THE 2020 Market Opportunities You Shouldn't
This trading season brings new and exciting investment opportunities!
Plan your strategies to enjoy all the market’s ups and downs of 2020.
1. RBA's Rate Cut – The Reserve Bank of Australia has made its third reduction in the cash, reaching another record low of 0.75% and causing the AUD decrease of 0.4% (USD 67.22c). Bringing some unpredicted shakes to the economy, the RBA is expected to stick to the “wait-and-see” approach.
The next RBA’s earnings report is estimated to take place on March 3, 2020.
2. Tesla’s Glorious Revenue Growth – The company has added $88 billion to its market cap since the beginning of 2020. Tesla's revenues are predicted to surge even higher, reaching $100 billion within four years with a potential to get to the peak of trillion of dollars within ten years.
Tesla’s is expected to report its earnings on April 22nd, 2020.

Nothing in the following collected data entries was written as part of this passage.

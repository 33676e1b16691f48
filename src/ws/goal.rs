//! Goal and operation tags.

use std::fmt;
use std::ops::BitOr;

use serde::{Deserialize, Serialize};

use super::error::ProtocolError;
use crate::core::constants::{
    GOAL_AUTH, GOAL_DATA, GOAL_PRESENCE, GOAL_STATUS, GOAL_SUBSCRIBE, GOAL_UNSUBSCRIBE,
    OPERATION_CREATE, OPERATION_DELETE, OPERATION_UPDATE,
};

/// Semantic type of a packet. Serialized as its numeric tag.
#[derive(Debug, Clone, Copy, PartialEq, Eq, Hash, Serialize, Deserialize)]
#[serde(try_from = "u8", into = "u8")]
pub enum Goal {
    /// Authenticate the socket session.
    Auth,
    /// Announce presence.
    Presence,
    /// Open a subscription.
    Subscribe,
    /// Close a subscription.
    Unsubscribe,
    /// Query connection status.
    Status,
    /// Server push for an established subscription.
    Data,
}

impl Goal {
    /// Numeric tag.
    pub fn tag(self) -> u8 {
        match self {
            Goal::Auth => GOAL_AUTH,
            Goal::Presence => GOAL_PRESENCE,
            Goal::Subscribe => GOAL_SUBSCRIBE,
            Goal::Unsubscribe => GOAL_UNSUBSCRIBE,
            Goal::Status => GOAL_STATUS,
            Goal::Data => GOAL_DATA,
        }
    }
}

impl TryFrom<u8> for Goal {
    type Error = ProtocolError;

    fn try_from(tag: u8) -> Result<Self, Self::Error> {
        match tag {
            GOAL_AUTH => Ok(Goal::Auth),
            GOAL_PRESENCE => Ok(Goal::Presence),
            GOAL_SUBSCRIBE => Ok(Goal::Subscribe),
            GOAL_UNSUBSCRIBE => Ok(Goal::Unsubscribe),
            GOAL_STATUS => Ok(Goal::Status),
            GOAL_DATA => Ok(Goal::Data),
            other => Err(ProtocolError::UnknownGoal(other)),
        }
    }
}

impl From<Goal> for u8 {
    fn from(goal: Goal) -> Self {
        goal.tag()
    }
}

/// One concrete change carried by a data push.
#[derive(Debug, Clone, Copy, PartialEq, Eq, Hash)]
pub enum Operation {
    /// Entity created.
    Create,
    /// Entity updated.
    Update,
    /// Entity deleted.
    Delete,
}

impl Operation {
    /// Numeric tag.
    pub fn tag(self) -> u8 {
        match self {
            Operation::Create => OPERATION_CREATE,
            Operation::Update => OPERATION_UPDATE,
            Operation::Delete => OPERATION_DELETE,
        }
    }

    /// Parse a concrete operation. Combined masks are rejected.
    pub fn from_tag(tag: u64) -> Result<Self, ProtocolError> {
        match u8::try_from(tag) {
            Ok(OPERATION_CREATE) => Ok(Operation::Create),
            Ok(OPERATION_UPDATE) => Ok(Operation::Update),
            Ok(OPERATION_DELETE) => Ok(Operation::Delete),
            _ => Err(ProtocolError::UnknownOperation(tag)),
        }
    }
}

/// Set of operations a subscription is interested in.
#[derive(Clone, Copy, PartialEq, Eq, Hash, Serialize, Deserialize)]
#[serde(transparent)]
pub struct OperationMask(u8);

impl OperationMask {
    /// Creations only.
    pub const CREATE: Self = Self(OPERATION_CREATE);
    /// Updates only.
    pub const UPDATE: Self = Self(OPERATION_UPDATE);
    /// Deletions only.
    pub const DELETE: Self = Self(OPERATION_DELETE);
    /// Creations and updates.
    pub const CREATE_OR_UPDATE: Self = Self(OPERATION_CREATE | OPERATION_UPDATE);
    /// Everything.
    pub const ALL: Self = Self(OPERATION_CREATE | OPERATION_UPDATE | OPERATION_DELETE);

    /// Raw bits.
    pub fn bits(self) -> u8 {
        self.0
    }

    /// Whether `operation` is in the set.
    pub fn contains(self, operation: Operation) -> bool {
        self.0 & operation.tag() != 0
    }
}

impl From<Operation> for OperationMask {
    fn from(operation: Operation) -> Self {
        Self(operation.tag())
    }
}

impl BitOr for OperationMask {
    type Output = Self;

    fn bitor(self, rhs: Self) -> Self {
        Self(self.0 | rhs.0)
    }
}

impl fmt::Debug for OperationMask {
    fn fmt(&self, f: &mut fmt::Formatter<'_>) -> fmt::Result {
        let names: Vec<&str> = [
            (Operation::Create, "CREATE"),
            (Operation::Update, "UPDATE"),
            (Operation::Delete, "DELETE"),
        ]
        .into_iter()
        .filter(|(op, _)| self.contains(*op))
        .map(|(_, name)| name)
        .collect();
        write!(f, "OperationMask({})", names.join("|"))
    }
}

#[cfg(test)]
mod tests {
    use super::*;

    #[test]
    fn test_goal_tags() {
        assert_eq!(serde_json::to_string(&Goal::Subscribe).unwrap(), "3");
        assert_eq!(serde_json::from_str::<Goal>("6").unwrap(), Goal::Data);
        assert!(serde_json::from_str::<Goal>("9").is_err());
        assert_eq!(Goal::try_from(7), Err(ProtocolError::UnknownGoal(7)));
    }

    #[test]
    fn test_mask_membership() {
        let mask = OperationMask::CREATE_OR_UPDATE;
        assert_eq!(mask.bits(), 3);
        assert!(mask.contains(Operation::Create));
        assert!(mask.contains(Operation::Update));
        assert!(!mask.contains(Operation::Delete));
        assert_eq!(OperationMask::CREATE | OperationMask::DELETE, OperationMask(5));
    }

    #[test]
    fn test_operation_is_concrete() {
        assert_eq!(Operation::from_tag(2).unwrap(), Operation::Update);
        assert_eq!(Operation::from_tag(3), Err(ProtocolError::UnknownOperation(3)));
        assert!(Operation::from_tag(300).is_err());
    }
}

3. Brexit Effect on the GBP – GBP’s rate has been spotted moving, being influenced by the Brexit news. The UK trade deal agreement is expected to take place on December 31st, 2020. In case of a positive result, the UK will start a new relationship with the EU or exit transition without a trade deal.
4. Earnings Season – The earnings season keeps providing investors with hot trading opportunities on a wide range of assets. Earnings are reported each quarter, in January, April, July, and October and the next earnings season will start on April 7th.
5. Precious Metals
Gold has been treated as a “safe haven” asset during the coronavirus virus threat period. ETFs (exchange-traded funds) increased Gold positions, making net purchases reach 730,000 ounces for this year.
Silver has reached an impressive near-term height at the beginning of January. Nevertheless, the majority of speculative investors reduced their net long positions, expecting a lack of uptrend movement.
6. BTC – Bitcoin’s price performance remains stable at around $9,300 level with the potential to break the critical resistance of $9,500.
7. ISM Non-Manufacturing PMI - The Institute of Supply Management’s non-manufacturing index climbed to 55 at the beginning of 2020. Economists expect the positive momentum to continue throughout the year.
The next ISM’s earnings report is estimated to take place on May 5th.
8. Energy Sector – OPEC had a meeting in Vienna to evaluate the impact of the coronavirus outbreak on the oil. Demand for crude oil in China dropped by 20% as cities were quarantined and factory production stopped. Oil price broke below $50 per barrel.
There is an extraordinary OPEC meeting planned for March 5th and an ordinary one for June 9th.
9. BOC Release – the Bank of Canada seems to stick to the same monetary policy, keeping the rate at 1.75%. BOC is expecting growth in household spending, strengthened by population and income increase and the recent federal income tax cut.
The next BOC’s earnings report is estimated to take place on July 6th.
10. Politics – Donald Trump delivered his state of the union speech in the light of a potential impeachment, arguing why he should be re-elected. Trump emphasized that he was building the world's most prosperous and inclusive society.
The United States presidential election will take place on November 3rd, 2020.